Como não ficou claro se a entidade exigira tal regularização, a proposta da
unidade técnica foi de cientificá-la do “erro
inicial”. Especialmente a respeito dos dois contratos da Universidade
Federal Fluminense, os quais ainda poderiam estar vigentes, a proposta da
unidade instrutiva foi de dar ciência da irregularidade acerca da admissão de
garantias por “cartas de fianças fidejussórias”, ponderando, no entanto, a
“baixa materialidade”, além do que a entidade se comprometera a regularizar a
situação. Em seu voto, o relator deixou assente não haver dúvida quanto à
inidoneidade das “cartas de fiança fidejussória” como garantia de contratos
administrativos, uma vez que o art. 56, § 1º, da Lei 8.666/1993 só legitima o
fornecimento de garantias na forma de “caução
(em dinheiro ou títulos públicos), seguro-garantia ou fiança bancária” (grifo no original), e
que essa exigência fora repetida no art. 96, § 1º, da Lei 14.133/2021, cujo
inciso III reforça que deve ser a “fiança
bancária emitida por banco ou
instituição financeira devidamente
autorizada a operar no País pelo Banco Central do Brasil” (grifos no
original). Portanto, as “cartas de fiança fidejussória” concedidas por
estabelecimentos não legalmente autorizados a atuar como bancos “não se constituem, evidentemente, de
fianças bancárias, se fazendo inaptas à garantia de contratos públicos”.

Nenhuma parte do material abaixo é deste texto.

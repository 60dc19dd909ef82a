//! Command line arguments.

use clap::{Args, Parser, Subcommand};

#[derive(Parser, Debug)]
#[command(name = "eventsub-trigger")]
#[command(about = "Generate mock EventSub notification payloads", long_about = None)]
pub struct Cli {
    #[command(subcommand)]
    pub command: Command,
}

#[derive(Subcommand, Debug)]
pub enum Command {
    /// Generate the payload for an event trigger or topic
    Trigger(TriggerArgs),
    /// List the topics the catalog can produce
    Topics(TopicsArgs),
}

#[derive(Args, Debug, Clone, Default, PartialEq, Eq)]
pub struct TriggerArgs {
    /// Trigger name (e.g. `subscribe`) or topic (e.g. `channel.subscribe`)
    pub event: String,

    /// Transport to generate for (webhook|websocket); defaults to EVENTSUB_TRANSPORT
    #[arg(short = 'T', long)]
    pub transport: Option<String>,

    /// Subscription version; required when the event has more than one
    #[arg(short, long, default_value = "")]
    pub version: String,

    /// User ID of the user causing the event
    #[arg(short, long)]
    pub from_user: Option<String>,

    /// User ID of the broadcaster receiving the event
    #[arg(short, long)]
    pub to_user: Option<String>,

    /// Subscription status; the event body is only included when `enabled`
    #[arg(short = 'r', long, default_value = "enabled")]
    pub subscription_status: String,

    /// Subscription ID; random when omitted
    #[arg(short = 'u', long)]
    pub subscription_id: Option<String>,

    /// Event message ID; random when omitted
    #[arg(short = 'I', long)]
    pub event_id: Option<String>,

    /// RFC 3339 event timestamp; now when omitted
    #[arg(long)]
    pub timestamp: Option<String>,

    /// Bits, gift count or other amount the event carries
    #[arg(short, long, default_value_t = 0)]
    pub cost: i64,

    /// Subscription tier (1000|2000|3000)
    #[arg(long)]
    pub tier: Option<String>,

    /// Mark the event as anonymous
    #[arg(short, long)]
    pub anonymous: bool,

    /// Mark the subscription as a gift
    #[arg(short, long)]
    pub gift: bool,

    /// Client ID for authorization and extension events
    #[arg(long)]
    pub client_id: Option<String>,

    /// Free text: chat message, channel title or ban reason
    #[arg(short, long)]
    pub description: Option<String>,

    /// Game / category ID
    #[arg(short = 'G', long)]
    pub game_id: Option<String>,

    /// Item, reward or benefit ID
    #[arg(short, long)]
    pub item_id: Option<String>,

    /// RFC 3339 timestamp a timeout ends at; bans are permanent without it
    #[arg(long)]
    pub ban_end: Option<String>,
}

#[derive(Args, Debug, Clone, Default, PartialEq, Eq)]
pub struct TopicsArgs {
    /// List websocket command topics instead of webhook topics
    #[arg(long)]
    pub websocket: bool,
}

#[cfg(test)]
mod tests {
    use super::*;
    use clap::CommandFactory;

    #[test]
    fn test_cli_definition_is_valid() {
        Cli::command().debug_assert();
    }

    #[test]
    fn test_parse_trigger() {
        let cli = Cli::parse_from([
            "eventsub-trigger",
            "trigger",
            "channel-update",
            "-T",
            "websocket",
            "--version",
            "2",
            "--cost",
            "5",
            "--anonymous",
        ]);

        let Command::Trigger(args) = cli.command else {
            panic!("expected trigger command");
        };
        assert_eq!(args.event, "channel-update");
        assert_eq!(args.transport.as_deref(), Some("websocket"));
        assert_eq!(args.version, "2");
        assert_eq!(args.cost, 5);
        assert!(args.anonymous);
        assert!(!args.gift);
        assert_eq!(args.subscription_status, "enabled");
    }

    #[test]
    fn test_parse_topics() {
        let cli = Cli::parse_from(["eventsub-trigger", "topics", "--websocket"]);
        assert!(matches!(cli.command, Command::Topics(TopicsArgs { websocket: true })));
    }
}
//! Configuration types for trigger resolution.

use std::env;
use std::fmt;
use std::str::FromStr;

use crate::errors::ConfigError;

/// Environment variable selecting the [`AliasMode`].
pub const ALIAS_MODE_ENV: &str = "EVENTSUB_ALIAS_MODE";

/// How topic strings passed as triggers are rewritten to trigger names.
#[derive(Debug, Clone, Copy, PartialEq, Eq, Default)]
pub enum AliasMode {
    /// Check each descriptor's alias as the catalog is scanned. A hit
    /// replaces the search trigger for the rest of the scan.
    #[default]
    Sequential,
    /// Rewrite the trigger once, before scanning, using the first descriptor
    /// in catalog order that knows the topic.
    Normalized,
}

impl AliasMode {
    const NAMES: [&'static str; 2] = ["sequential", "normalized"];

    /// The configuration name of this mode.
    pub fn as_str(&self) -> &'static str {
        match self {
            AliasMode::Sequential => "sequential",
            AliasMode::Normalized => "normalized",
        }
    }
}

impl fmt::Display for AliasMode {
    fn fmt(&self, f: &mut fmt::Formatter<'_>) -> fmt::Result {
        f.write_str(self.as_str())
    }
}

impl FromStr for AliasMode {
    type Err = ConfigError;

    fn from_str(s: &str) -> Result<Self, Self::Err> {
        match s.trim().to_ascii_lowercase().as_str() {
            "sequential" => Ok(AliasMode::Sequential),
            "normalized" => Ok(AliasMode::Normalized),
            _ => Err(ConfigError::invalid_value(ALIAS_MODE_ENV, s, &Self::NAMES)),
        }
    }
}

/// Configuration for a [`Catalog`](crate::Catalog)'s resolver.
#[derive(Debug, Clone, Copy, PartialEq, Eq, Default)]
pub struct ResolverConfig {
    /// Alias rewrite policy.
    pub alias_mode: AliasMode,
}

impl ResolverConfig {
    /// Set the alias rewrite policy.
    pub fn with_alias_mode(mut self, alias_mode: AliasMode) -> Self {
        self.alias_mode = alias_mode;
        self
    }

    /// Read the configuration from environment variables.
    ///
    /// # Environment Variables
    ///
    /// - `EVENTSUB_ALIAS_MODE`: `sequential` (default) or `normalized`
    pub fn from_env() -> Result<Self, ConfigError> {
        Self::from_lookup(|key| env::var(key).ok())
    }

    /// Read the configuration through `lookup`, treating blank values as unset.
    pub fn from_lookup<F>(lookup: F) -> Result<Self, ConfigError>
    where
        F: Fn(&str) -> Option<String>,
    {
        let alias_mode = match lookup(ALIAS_MODE_ENV) {
            Some(value) if !value.trim().is_empty() => value.parse()?,
            _ => AliasMode::default(),
        };
        Ok(Self { alias_mode })
    }
}
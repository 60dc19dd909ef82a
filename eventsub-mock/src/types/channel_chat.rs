//! `channel.chat.message`: a chat message was sent in the channel.

use eventsub_shared::{EventsubCondition, MockEventParameters};
use serde::Serialize;
use serde_json::Value;

use super::{to_body, Broadcaster, BOTH_TRANSPORTS};
use crate::errors::EventError;
use crate::events::{EventDefinition, MockEvent, TopicMapping};
use crate::random;

const TOPICS: &[(&str, &str)] = &[("message", "channel.chat.message")];

const DEFAULT_TEXT: &str = "Hello, world! This is a test event";

static DEFINITION: EventDefinition = EventDefinition {
    name: "channel_chat_message",
    version: "1",
    transports: BOTH_TRANSPORTS,
    triggers: &["message"],
    mapping: &TopicMapping::mirrored(TOPICS),
};

/// Mock `channel.chat.message` event.
#[derive(Debug, Clone, Copy, Default)]
pub struct ChannelChatMessage;

#[derive(Serialize)]
struct ChatMessageEvent<'a> {
    #[serde(flatten)]
    broadcaster: Broadcaster<'a>,
    chatter_user_id: &'a str,
    chatter_user_login: &'a str,
    chatter_user_name: &'a str,
    message_id: String,
    message: ChatMessage<'a>,
    color: String,
    badges: Vec<Value>,
    message_type: &'static str,
    cheer: Option<Value>,
    reply: Option<Value>,
    channel_points_custom_reward_id: Option<&'a str>,
    channel_points_animation_id: Option<&'a str>,
}

#[derive(Serialize)]
struct ChatMessage<'a> {
    text: &'a str,
    fragments: Vec<TextFragment<'a>>,
}

#[derive(Serialize)]
struct TextFragment<'a> {
    #[serde(rename = "type")]
    fragment_type: &'static str,
    text: &'a str,
    cheermote: Option<Value>,
    emote: Option<Value>,
    mention: Option<Value>,
}

impl MockEvent for ChannelChatMessage {
    fn definition(&self) -> &'static EventDefinition {
        &DEFINITION
    }

    fn condition(&self, params: &MockEventParameters) -> EventsubCondition {
        EventsubCondition::broadcaster(&params.to_user_id).with_user(&params.from_user_id)
    }

    fn event_body(&self, _topic: &str, params: &MockEventParameters) -> Result<Value, EventError> {
        let text = params.description.as_deref().unwrap_or(DEFAULT_TEXT);

        to_body(&ChatMessageEvent {
            broadcaster: Broadcaster::of(params),
            chatter_user_id: &params.from_user_id,
            chatter_user_login: &params.from_user_login,
            chatter_user_name: &params.from_user_name,
            message_id: random::random_guid(),
            message: ChatMessage {
                text,
                fragments: vec![TextFragment {
                    fragment_type: "text",
                    text,
                    cheermote: None,
                    emote: None,
                    mention: None,
                }],
            },
            color: random::random_color_hex(),
            badges: Vec::new(),
            message_type: "text",
            cheer: None,
            reply: None,
            channel_points_custom_reward_id: params.item_id.as_deref(),
            channel_points_animation_id: None,
        })
    }
}
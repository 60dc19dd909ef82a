//! Transport identifiers.

use std::fmt;
use std::str::FromStr;

use serde::{Deserialize, Serialize};
use thiserror::Error;

/// Wire name of the webhook transport.
pub const TRANSPORT_WEBHOOK: &str = "webhook";

/// Wire name of the websocket transport.
pub const TRANSPORT_WEBSOCKET: &str = "websocket";

/// A delivery mechanism an event can be generated for.
#[derive(Debug, Clone, Copy, PartialEq, Eq, Hash, Default, Serialize, Deserialize)]
pub enum Transport {
    /// HTTP callback delivery.
    #[default]
    #[serde(rename = "webhook")]
    Webhook,
    /// Delivery over a websocket session.
    #[serde(rename = "websocket")]
    WebSocket,
}

impl Transport {
    /// Every known transport, webhook first.
    pub const ALL: [Transport; 2] = [Transport::Webhook, Transport::WebSocket];

    /// The lowercase wire name of this transport.
    pub const fn as_str(&self) -> &'static str {
        match self {
            Transport::Webhook => TRANSPORT_WEBHOOK,
            Transport::WebSocket => TRANSPORT_WEBSOCKET,
        }
    }
}

impl fmt::Display for Transport {
    fn fmt(&self, f: &mut fmt::Formatter<'_>) -> fmt::Result {
        f.write_str(self.as_str())
    }
}

/// Returned when a string names no known transport.
#[derive(Debug, Clone, PartialEq, Eq, Error)]
#[error("Unknown transport: {0}")]
pub struct UnknownTransport(pub String);

impl FromStr for Transport {
    type Err = UnknownTransport;

    /// Parses a transport name, ignoring ASCII case.
    ///
    /// Descriptor capability checks compare raw names exactly; this parser is
    /// meant for configuration values and command-line input.
    fn from_str(s: &str) -> Result<Self, Self::Err> {
        Transport::ALL
            .into_iter()
            .find(|t| t.as_str().eq_ignore_ascii_case(s.trim()))
            .ok_or_else(|| UnknownTransport(s.to_string()))
    }
}
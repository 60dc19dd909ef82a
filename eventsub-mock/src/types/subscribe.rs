//! `channel.subscribe` and `channel.subscription.end`.

use eventsub_shared::MockEventParameters;
use serde::Serialize;
use serde_json::Value;

use super::{tier, to_body, Broadcaster, User, BOTH_TRANSPORTS};
use crate::errors::EventError;
use crate::events::{EventDefinition, MockEvent, TopicMapping};

const TOPICS: &[(&str, &str)] = &[
    ("subscribe", "channel.subscribe"),
    ("unsubscribe", "channel.subscription.end"),
];

static DEFINITION: EventDefinition = EventDefinition {
    name: "subscribe",
    version: "1",
    transports: BOTH_TRANSPORTS,
    triggers: &["subscribe", "unsubscribe"],
    mapping: &TopicMapping::mirrored(TOPICS),
};

/// Mock subscription start / end events.
#[derive(Debug, Clone, Copy, Default)]
pub struct Subscribe;

#[derive(Serialize)]
struct SubscribeEvent<'a> {
    #[serde(flatten)]
    user: User<'a>,
    #[serde(flatten)]
    broadcaster: Broadcaster<'a>,
    tier: &'a str,
    is_gift: bool,
}

impl MockEvent for Subscribe {
    fn definition(&self) -> &'static EventDefinition {
        &DEFINITION
    }

    fn event_body(&self, _topic: &str, params: &MockEventParameters) -> Result<Value, EventError> {
        to_body(&SubscribeEvent {
            user: User::of(params),
            broadcaster: Broadcaster::of(params),
            tier: tier(params),
            is_gift: params.is_gift,
        })
    }
}

#[cfg(test)]
mod tests {
    use super::*;
    use crate::types::test_support::{params, payload};

    #[test]
    fn test_subscribe_body() {
        let payload = payload(&Subscribe, &params("subscribe").gifted());
        assert_eq!(payload["subscription"]["type"], "channel.subscribe");
        assert_eq!(payload["event"]["tier"], "1000");
        assert_eq!(payload["event"]["is_gift"], true);
    }

    #[test]
    fn test_unsubscribe_topic() {
        let payload = payload(&Subscribe, &params("unsubscribe").with_tier("3000"));
        assert_eq!(payload["subscription"]["type"], "channel.subscription.end");
        assert_eq!(payload["event"]["tier"], "3000");
    }
}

Segundo o relator, são “estabelecimentos
fora do sistema financeiro, sem regulamentação específica e sobre os quais não
há nenhum controle do poder público acerca da sua gestão econômica e capacidade
de honrar compromissos, configurando-se alto risco de que as garantias por eles
emitidas se tornem inúteis”. Diferentemente da unidade técnica, ponderou
que a materialidade financeira “não pode
ser critério para pôr a salvo desde logo” a responsabilidade das empresas
emitentes das “cartas de fiança fidejussória” e das contratadas, uma vez que o
enfoque, para ele, “não é de reparação de
dano, mas de repreensão à fraude”. Nesse sentido, sustentou que as empresas
que atuaram na emissão e no oferecimento indevidos de “cartas de fiança
fidejussória”, de natureza não bancária, para a garantia de contratos públicos,
sem validade para tanto, com infringência do art. 56, § 1º, da Lei 8.666/1993,
deveriam ser ouvidas para fins de eventual aplicação da sanção prevista no art.
46 da Lei 8.443/1992, no que foi acompanhado pelos demais ministros. Também
acolhendo proposição do relator, o Plenário decidiu dar ciência aos órgãos
contratantes identificados nos autos, com vistas à prevenção de outras
ocorrências semelhantes, que a aceitação de “cartas de fiança” dessa natureza
nos seus respectivos contratos “afronta o
disposto no art. 56, § 1º, da Lei 8.666/1993 e no art. 96, § 1º, da Lei
14.133/2021, visto que tais ‘cartas de fiança fidejussória’ não correspondem ao
instrumento de fiança bancária”,
alertando-os ainda de que “a
reincidência na irregularidade sujeita os responsáveis à possibilidade de
apenação pelo TCU”.
Acórdão
597/2023 Plenário, Representação, Relator Ministro Vital do Rêgo.